Among the entries below, find the lines with the word "clippy" and return them.
DATA FOR ANALYSIS START
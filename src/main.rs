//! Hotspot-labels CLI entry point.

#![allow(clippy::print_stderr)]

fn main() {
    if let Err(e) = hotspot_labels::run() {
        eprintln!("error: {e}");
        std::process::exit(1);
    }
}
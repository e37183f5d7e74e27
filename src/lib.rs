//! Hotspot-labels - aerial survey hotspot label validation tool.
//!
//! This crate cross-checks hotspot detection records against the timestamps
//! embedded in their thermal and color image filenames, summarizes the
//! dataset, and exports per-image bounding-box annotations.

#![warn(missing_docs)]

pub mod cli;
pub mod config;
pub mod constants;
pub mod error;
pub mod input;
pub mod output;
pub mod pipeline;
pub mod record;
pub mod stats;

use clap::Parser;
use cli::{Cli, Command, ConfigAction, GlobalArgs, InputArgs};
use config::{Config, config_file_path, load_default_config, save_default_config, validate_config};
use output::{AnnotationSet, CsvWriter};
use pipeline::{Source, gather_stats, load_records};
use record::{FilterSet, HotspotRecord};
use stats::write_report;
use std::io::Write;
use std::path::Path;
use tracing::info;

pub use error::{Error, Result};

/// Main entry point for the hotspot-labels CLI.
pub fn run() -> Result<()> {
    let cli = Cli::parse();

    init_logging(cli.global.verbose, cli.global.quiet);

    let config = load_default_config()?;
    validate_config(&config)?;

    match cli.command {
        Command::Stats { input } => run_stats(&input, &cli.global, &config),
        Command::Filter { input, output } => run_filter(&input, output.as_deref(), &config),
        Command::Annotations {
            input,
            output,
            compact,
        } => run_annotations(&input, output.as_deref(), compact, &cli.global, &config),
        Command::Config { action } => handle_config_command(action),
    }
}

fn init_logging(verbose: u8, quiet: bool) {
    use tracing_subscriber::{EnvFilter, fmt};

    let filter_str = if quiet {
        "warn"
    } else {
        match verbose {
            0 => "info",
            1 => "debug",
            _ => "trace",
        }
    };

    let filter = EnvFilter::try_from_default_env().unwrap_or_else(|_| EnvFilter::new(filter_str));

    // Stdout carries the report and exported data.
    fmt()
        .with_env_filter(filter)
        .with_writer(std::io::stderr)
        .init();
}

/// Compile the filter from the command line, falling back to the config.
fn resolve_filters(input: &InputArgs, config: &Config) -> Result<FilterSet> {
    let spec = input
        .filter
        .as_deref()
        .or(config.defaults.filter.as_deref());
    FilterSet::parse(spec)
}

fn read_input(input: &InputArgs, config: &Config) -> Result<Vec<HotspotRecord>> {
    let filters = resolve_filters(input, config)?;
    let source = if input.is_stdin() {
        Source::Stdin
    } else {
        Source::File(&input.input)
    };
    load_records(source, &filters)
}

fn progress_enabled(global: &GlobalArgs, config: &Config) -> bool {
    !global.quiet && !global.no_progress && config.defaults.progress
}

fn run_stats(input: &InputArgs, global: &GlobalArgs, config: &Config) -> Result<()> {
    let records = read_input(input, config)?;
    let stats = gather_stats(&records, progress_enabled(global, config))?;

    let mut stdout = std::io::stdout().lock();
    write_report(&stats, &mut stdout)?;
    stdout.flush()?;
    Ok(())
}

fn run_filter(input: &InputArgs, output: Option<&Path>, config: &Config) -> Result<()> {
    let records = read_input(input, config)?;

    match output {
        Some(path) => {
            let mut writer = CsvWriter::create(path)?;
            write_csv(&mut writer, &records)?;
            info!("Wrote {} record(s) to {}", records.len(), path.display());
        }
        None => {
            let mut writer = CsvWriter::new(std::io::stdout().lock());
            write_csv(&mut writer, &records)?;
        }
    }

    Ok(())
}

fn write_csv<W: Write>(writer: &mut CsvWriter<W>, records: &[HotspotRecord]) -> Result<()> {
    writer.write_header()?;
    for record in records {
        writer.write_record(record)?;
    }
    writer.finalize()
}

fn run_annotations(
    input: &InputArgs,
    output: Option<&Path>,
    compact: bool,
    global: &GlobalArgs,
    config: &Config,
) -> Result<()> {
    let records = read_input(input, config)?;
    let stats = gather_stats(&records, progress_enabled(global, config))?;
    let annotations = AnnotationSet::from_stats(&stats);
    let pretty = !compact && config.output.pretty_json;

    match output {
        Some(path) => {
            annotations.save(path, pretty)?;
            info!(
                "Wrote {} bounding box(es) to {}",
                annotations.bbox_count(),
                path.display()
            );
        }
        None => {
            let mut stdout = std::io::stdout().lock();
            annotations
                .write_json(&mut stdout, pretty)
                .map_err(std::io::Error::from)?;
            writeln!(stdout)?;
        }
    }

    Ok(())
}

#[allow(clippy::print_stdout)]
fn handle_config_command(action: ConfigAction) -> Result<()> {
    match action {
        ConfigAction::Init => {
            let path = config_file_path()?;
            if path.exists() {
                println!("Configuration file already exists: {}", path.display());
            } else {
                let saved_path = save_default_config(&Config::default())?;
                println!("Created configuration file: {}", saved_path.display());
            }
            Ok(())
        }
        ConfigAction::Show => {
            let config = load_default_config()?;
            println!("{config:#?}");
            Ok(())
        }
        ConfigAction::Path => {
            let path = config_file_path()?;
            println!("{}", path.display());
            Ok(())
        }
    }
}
DATA FOR ANALYSIS END
DATA FOR ANALYSIS START
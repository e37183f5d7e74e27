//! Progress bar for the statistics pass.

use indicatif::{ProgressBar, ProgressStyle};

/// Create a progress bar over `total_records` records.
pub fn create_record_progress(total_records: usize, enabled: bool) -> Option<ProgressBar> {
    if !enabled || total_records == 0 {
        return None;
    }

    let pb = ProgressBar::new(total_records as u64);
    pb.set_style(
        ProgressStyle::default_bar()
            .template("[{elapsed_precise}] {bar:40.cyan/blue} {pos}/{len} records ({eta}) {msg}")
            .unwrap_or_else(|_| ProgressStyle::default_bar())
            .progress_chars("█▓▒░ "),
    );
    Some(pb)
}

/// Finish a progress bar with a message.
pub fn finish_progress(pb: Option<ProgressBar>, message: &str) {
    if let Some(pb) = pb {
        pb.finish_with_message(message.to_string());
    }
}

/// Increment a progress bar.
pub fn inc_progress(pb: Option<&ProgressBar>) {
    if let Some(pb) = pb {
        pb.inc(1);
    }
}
DATA FOR ANALYSIS END
_WRITTEN ANSWER_
#![allow(clippy::print_stderr)]
#[allow(clippy::print_stdout)]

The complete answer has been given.